Parece que en el Tubo se ha instalado una nueva modalidad de okupas, que han encontrado una cómoda alternativa al botellón, más perseguido en estos tiempos de pandemia. Madrugan, toman una banqueta de la terraza y, muy temprano para la zona, comienzan a beber, generalmente sin disfrutar de las tapas, base del negocio de estos hosteleros. Y no precisamente vinos, que es lo que se estila por aquí.

Y así hasta que se van, los echan –cuando se puede– o se caen literalmente de la susodicha banqueta, con la que ya han intimado. Lo que, entre otros efectos, está provocando que los habituales del Tubo huyan despavoridos de la zona, diseñada para un tapeo mucho más tranquilo y silencioso.

Pero hoy nos interesan otro tipo de okupas, más sibilinos, estos sí, educados, quizá ignorantes de su condición, pero igualmente nocivos para el sector. Son aquellos ciudadanos que, en cuanto pillan cacho en una terraza, ya no se levantan en todo el día. Como si el peaje del café o la caña les permitiera eternizarse en su ocupación espacial. Y no.

Porque probablemente otras personas estén esperando para tomarse algo y además es menester solidarizarse con la hostelería –si no queremos que muera–, especialmente ahora, auspiciando un mayor consumo.
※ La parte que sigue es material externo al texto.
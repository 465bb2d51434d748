//! Type resolution: from a [`TypeShape`] to an instantiator plus metadata.
//!
//! Resolution applies the following rules in priority order:
//!
//! 1. transparent wrappers are unwrapped;
//! 2. generic parameters are substituted from the owning record;
//! 3. excluded fields never become arguments;
//! 4. `Option<T>` marks the argument optional and resolves `T`;
//! 5. literal sets and 6. enums become closed choice sets;
//! 7. tuples take a fixed number of tokens;
//! 8. homogeneous containers take a variable number of tokens;
//! 9. nested records are flattened by the schema arena;
//! 10. primitives convert with [`str::parse`];
//! 11. anything else is unsupported.

use std::fmt::{self, Display};
use std::path::PathBuf;
use std::str::FromStr;
use std::sync::Arc;

use thiserror::Error;

use crate::definition::defaults::render_scalar;
use crate::schema::{PrimitiveKind, RecordRef, TypeShape};
use crate::ArgValue;

mod instantiators;

pub use instantiators::{InstantiateError, Instantiator};
use instantiators::Convert;

/// How many raw tokens an argument consumes.
#[derive(Debug, Clone, Copy, PartialEq, Eq)]
pub enum Arity {
    /// Exactly one token.
    Scalar,
    /// Exactly `n` tokens, one per tuple element.
    Fixed(usize),
    /// One or more tokens.
    Variadic,
}

/// Parser-facing facts derived from a type.
#[derive(Debug, Clone, PartialEq, Eq)]
pub struct Metadata {
    /// Closed set of accepted tokens.
    pub choices: Option<Vec<String>>,
    /// Token count.
    pub arity: Arity,
    /// Whether an omitted argument reconstructs as `None`.
    pub is_optional: bool,
    /// Value names for usage strings, one per token position.
    pub value_hint: Option<Vec<String>>,
}

/// A resolved leaf argument.
#[derive(Debug, Clone)]
pub struct Resolved {
    /// Converts raw tokens into a value.
    pub instantiator: Instantiator,
    /// Parser-facing metadata.
    pub metadata: Metadata,
    /// The shape left after transparent layers were removed.
    pub display_type: TypeShape,
}

/// Structural role of a field in its record.
#[derive(Debug, Clone, PartialEq)]
pub enum FieldClass {
    /// Not part of the command line.
    Excluded,
    /// A nested record, flattened into its own arguments.
    Record(RecordRef),
    /// A leaf argument.
    Leaf,
}

/// A type shape with no command-line representation.
#[derive(Debug, Clone, PartialEq, Eq, Error)]
#[error("{shape}: {reason}")]
pub struct UnsupportedShape {
    /// Rendered shape.
    pub shape: String,
    /// Why resolution failed.
    pub reason: &'static str,
}

impl UnsupportedShape {
    fn new(shape: &TypeShape, reason: &'static str) -> Self {
        Self {
            shape: shape.to_string(),
            reason,
        }
    }
}

/// Generic parameter bindings of the record that owns a field.
pub type Substitutions<'a> = &'a [(&'static str, TypeShape)];

/// Strips transparent wrappers and substitutes generic parameters.
///
/// # Errors
///
/// Returns [`UnsupportedShape`] for a parameter the record does not bind.
pub fn unwrap_transparent<'a>(
    shape: &'a TypeShape,
    substitutions: Substitutions<'a>,
) -> Result<&'a TypeShape, UnsupportedShape> {
    match shape {
        TypeShape::Wrapped { inner, .. } => unwrap_transparent(inner, substitutions),
        TypeShape::Generic(param) => {
            let bound = substitutions
                .iter()
                .find(|(name, _)| name == param)
                .map(|(_, bound)| bound)
                .ok_or_else(|| UnsupportedShape::new(shape, "unbound type parameter"))?;
            unwrap_transparent(bound, substitutions)
        }
        other => Ok(other),
    }
}

/// Decides whether a field is excluded, a nested record, or a leaf.
///
/// # Errors
///
/// Propagates failures from [`unwrap_transparent`].
pub fn classify(
    shape: &TypeShape,
    substitutions: Substitutions<'_>,
) -> Result<FieldClass, UnsupportedShape> {
    Ok(match unwrap_transparent(shape, substitutions)? {
        TypeShape::Excluded => FieldClass::Excluded,
        TypeShape::Record(record) => FieldClass::Record(*record),
        _ => FieldClass::Leaf,
    })
}

/// Resolves a leaf shape into an instantiator and its metadata.
///
/// # Errors
///
/// Returns [`UnsupportedShape`] when no rule applies.
pub fn resolve(
    shape: &TypeShape,
    substitutions: Substitutions<'_>,
) -> Result<Resolved, UnsupportedShape> {
    let inner = unwrap_transparent(shape, substitutions)?;
    match inner {
        TypeShape::Optional(wrapped) => resolve_optional(wrapped, substitutions),
        TypeShape::Tuple(elements) => resolve_tuple(inner, elements, substitutions),
        TypeShape::Sequence { element, .. } => {
            let leaf = resolve_scalar(element, substitutions)?;
            let convert = Arc::clone(&leaf.convert);
            Ok(Resolved {
                instantiator: Instantiator::new(move |tokens| {
                    tokens
                        .iter()
                        .map(|token| convert(token.as_str()))
                        .collect::<Result<Vec<_>, _>>()
                        .map(ArgValue::Seq)
                }),
                metadata: leaf.metadata(Arity::Variadic),
                display_type: inner.clone(),
            })
        }
        TypeShape::Primitive(_) | TypeShape::Literal { .. } | TypeShape::Enum { .. } => {
            let leaf = resolve_scalar(inner, substitutions)?;
            let convert = Arc::clone(&leaf.convert);
            Ok(Resolved {
                instantiator: Instantiator::new(move |tokens| match tokens {
                    [token] => convert(token.as_str()),
                    _ => Err(InstantiateError::Arity {
                        expected: 1,
                        found: tokens.len(),
                    }),
                }),
                metadata: leaf.metadata(Arity::Scalar),
                display_type: leaf.shape,
            })
        }
        TypeShape::Record(_) => Err(UnsupportedShape::new(
            inner,
            "records are flattened into their own arguments",
        )),
        TypeShape::Excluded => Err(UnsupportedShape::new(
            inner,
            "excluded fields have no argument",
        )),
        TypeShape::Unsupported(_) => Err(UnsupportedShape::new(
            inner,
            "type has no command-line representation",
        )),
        TypeShape::Wrapped { .. } | TypeShape::Generic(_) => Err(UnsupportedShape::new(
            inner,
            "transparent layer survived unwrapping",
        )),
    }
}

fn resolve_optional(
    wrapped: &TypeShape,
    substitutions: Substitutions<'_>,
) -> Result<Resolved, UnsupportedShape> {
    if let FieldClass::Record(_) = classify(wrapped, substitutions)? {
        return Err(UnsupportedShape::new(
            wrapped,
            "optional nested records are not supported",
        ));
    }
    let mut resolved = resolve(wrapped, substitutions)?;
    resolved.metadata.is_optional = true;
    Ok(resolved)
}

fn resolve_tuple(
    shape: &TypeShape,
    elements: &[TypeShape],
    substitutions: Substitutions<'_>,
) -> Result<Resolved, UnsupportedShape> {
    if elements.is_empty() {
        return Err(UnsupportedShape::new(shape, "empty tuples take no tokens"));
    }
    let leaves = elements
        .iter()
        .map(|element| resolve_scalar(element, substitutions))
        .collect::<Result<Vec<_>, _>>()?;

    let shared_choices = leaves
        .first()
        .and_then(|first| first.choices.clone())
        .filter(|first| leaves.iter().all(|leaf| leaf.choices.as_ref() == Some(first)));
    let value_hint = shared_choices.is_none().then(|| {
        leaves
            .iter()
            .map(ScalarLeaf::hint_or_choices)
            .collect::<Vec<_>>()
    });

    let converters: Vec<Convert> = leaves.iter().map(|leaf| Arc::clone(&leaf.convert)).collect();
    let expected = converters.len();
    Ok(Resolved {
        instantiator: Instantiator::new(move |tokens| {
            if tokens.len() != expected {
                return Err(InstantiateError::Arity {
                    expected,
                    found: tokens.len(),
                });
            }
            converters
                .iter()
                .zip(tokens)
                .map(|(convert, token)| convert(token.as_str()))
                .collect::<Result<Vec<_>, _>>()
                .map(ArgValue::Seq)
        }),
        metadata: Metadata {
            choices: shared_choices,
            arity: Arity::Fixed(expected),
            is_optional: false,
            value_hint,
        },
        display_type: shape.clone(),
    })
}

/// A single-token conversion shared by scalars, tuple and container elements.
struct ScalarLeaf {
    convert: Convert,
    choices: Option<Vec<String>>,
    hint: &'static str,
    shape: TypeShape,
}

impl ScalarLeaf {
    fn metadata(&self, arity: Arity) -> Metadata {
        Metadata {
            choices: self.choices.clone(),
            arity,
            is_optional: false,
            value_hint: self
                .choices
                .is_none()
                .then(|| vec![self.hint.to_owned()]),
        }
    }

    fn hint_or_choices(&self) -> String {
        self.choices.as_ref().map_or_else(
            || self.hint.to_owned(),
            |choices| format!("{{{}}}", choices.join(",")),
        )
    }
}

fn resolve_scalar(
    shape: &TypeShape,
    substitutions: Substitutions<'_>,
) -> Result<ScalarLeaf, UnsupportedShape> {
    let inner = unwrap_transparent(shape, substitutions)?;
    match inner {
        TypeShape::Primitive(primitive) => {
            let kind = *primitive;
            Ok(ScalarLeaf {
                convert: Arc::new(move |token: &str| convert_primitive(kind, token)),
                choices: None,
                hint: kind.value_hint(),
                shape: inner.clone(),
            })
        }
        TypeShape::Literal { values, .. } => {
            let choices = values
                .iter()
                .map(render_scalar)
                .collect::<Option<Vec<_>>>()
                .ok_or_else(|| UnsupportedShape::new(inner, "literal values must be scalars"))?;
            let table: Vec<(String, ArgValue)> =
                choices.iter().cloned().zip(values.iter().cloned()).collect();
            Ok(ScalarLeaf {
                convert: Arc::new(move |token: &str| lookup(&table, token)),
                choices: Some(choices),
                hint: "LITERAL",
                shape: inner.clone(),
            })
        }
        TypeShape::Enum { members, .. } => {
            let choices: Vec<String> = members.iter().map(|member| (*member).to_owned()).collect();
            let table: Vec<(String, ArgValue)> = choices
                .iter()
                .map(|member| (member.clone(), ArgValue::Member(member.clone())))
                .collect();
            Ok(ScalarLeaf {
                convert: Arc::new(move |token: &str| lookup(&table, token)),
                choices: Some(choices),
                hint: "MEMBER",
                shape: inner.clone(),
            })
        }
        other => Err(UnsupportedShape::new(
            other,
            "containers may only hold primitives, literals or enums",
        )),
    }
}

fn lookup(table: &[(String, ArgValue)], token: &str) -> Result<ArgValue, InstantiateError> {
    table
        .iter()
        .find(|(choice, _)| choice == token)
        .map(|(_, value)| value.clone())
        .ok_or_else(|| InstantiateError::InvalidChoice {
            value: token.to_owned(),
            choices: table.iter().map(|(choice, _)| choice.clone()).collect(),
        })
}

fn parse_with<T>(kind: PrimitiveKind, token: &str) -> Result<T, InstantiateError>
where
    T: FromStr,
    T::Err: Display,
{
    token
        .parse::<T>()
        .map_err(|err| conversion_error(kind, token, &err))
}

fn conversion_error(kind: PrimitiveKind, token: &str, reason: &dyn fmt::Display) -> InstantiateError {
    InstantiateError::Conversion {
        value: token.to_owned(),
        expected: kind.type_name(),
        reason: reason.to_string(),
    }
}

fn signed<T>(kind: PrimitiveKind, token: &str) -> Result<ArgValue, InstantiateError>
where
    T: FromStr + TryInto<i128>,
    T::Err: Display,
{
    let parsed: T = parse_with(kind, token)?;
    parsed
        .try_into()
        .map(ArgValue::Int)
        .map_err(|_| conversion_error(kind, token, &"out of range"))
}

fn unsigned<T>(kind: PrimitiveKind, token: &str) -> Result<ArgValue, InstantiateError>
where
    T: FromStr + TryInto<u128>,
    T::Err: Display,
{
    let parsed: T = parse_with(kind, token)?;
    parsed
        .try_into()
        .map(ArgValue::UInt)
        .map_err(|_| conversion_error(kind, token, &"out of range"))
}

/// Converts one token into a primitive value.
///
/// # Errors
///
/// Returns [`InstantiateError::Conversion`] when the token does not parse.
pub fn convert_primitive(kind: PrimitiveKind, token: &str) -> Result<ArgValue, InstantiateError> {
    match kind {
        PrimitiveKind::Bool => parse_with::<bool>(kind, token).map(ArgValue::Bool),
        PrimitiveKind::Char => parse_with::<char>(kind, token).map(ArgValue::Char),
        PrimitiveKind::Str => Ok(ArgValue::Str(token.to_owned())),
        PrimitiveKind::Path => Ok(ArgValue::Path(PathBuf::from(token))),
        PrimitiveKind::I8 => signed::<i8>(kind, token),
        PrimitiveKind::I16 => signed::<i16>(kind, token),
        PrimitiveKind::I32 => signed::<i32>(kind, token),
        PrimitiveKind::I64 => signed::<i64>(kind, token),
        PrimitiveKind::I128 => signed::<i128>(kind, token),
        PrimitiveKind::Isize => signed::<isize>(kind, token),
        PrimitiveKind::U8 => unsigned::<u8>(kind, token),
        PrimitiveKind::U16 => unsigned::<u16>(kind, token),
        PrimitiveKind::U32 => unsigned::<u32>(kind, token),
        PrimitiveKind::U64 => unsigned::<u64>(kind, token),
        PrimitiveKind::U128 => unsigned::<u128>(kind, token),
        PrimitiveKind::Usize => unsigned::<usize>(kind, token),
        PrimitiveKind::F32 => parse_with::<f32>(kind, token).map(ArgValue::F32),
        PrimitiveKind::F64 => parse_with::<f64>(kind, token).map(ArgValue::F64),
    }
}

#[cfg(test)]
mod tests;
Pero estos okupas miran hacia el cielo, disimulan y dosifican su caña para que se vea siempre terciada, por más que se vaya calentando.

Recuerda uno de sus tiempos universitarios los métodos de algunas cafeterías cercanas a la plaza san Francisco, que impusieron un límite temporal por cada consumición; un café; media hora. Lograron ahuyentarnos, sí, pero también que el negocio floreciera.

Esperemos que no haya que llegar a ello. Porque ya no son únicamente algunos grupos de jubilados quienes alargan su estancia en la mesa de bar con un triste y eterno café. Estos nuevos okupas pandémicos son incapaces de entender que, si proliferan y se reproducen lograrán precisamente el efecto contrario. El cierre de sus terrazas. Dejen sitio a quienes tratan de consumir.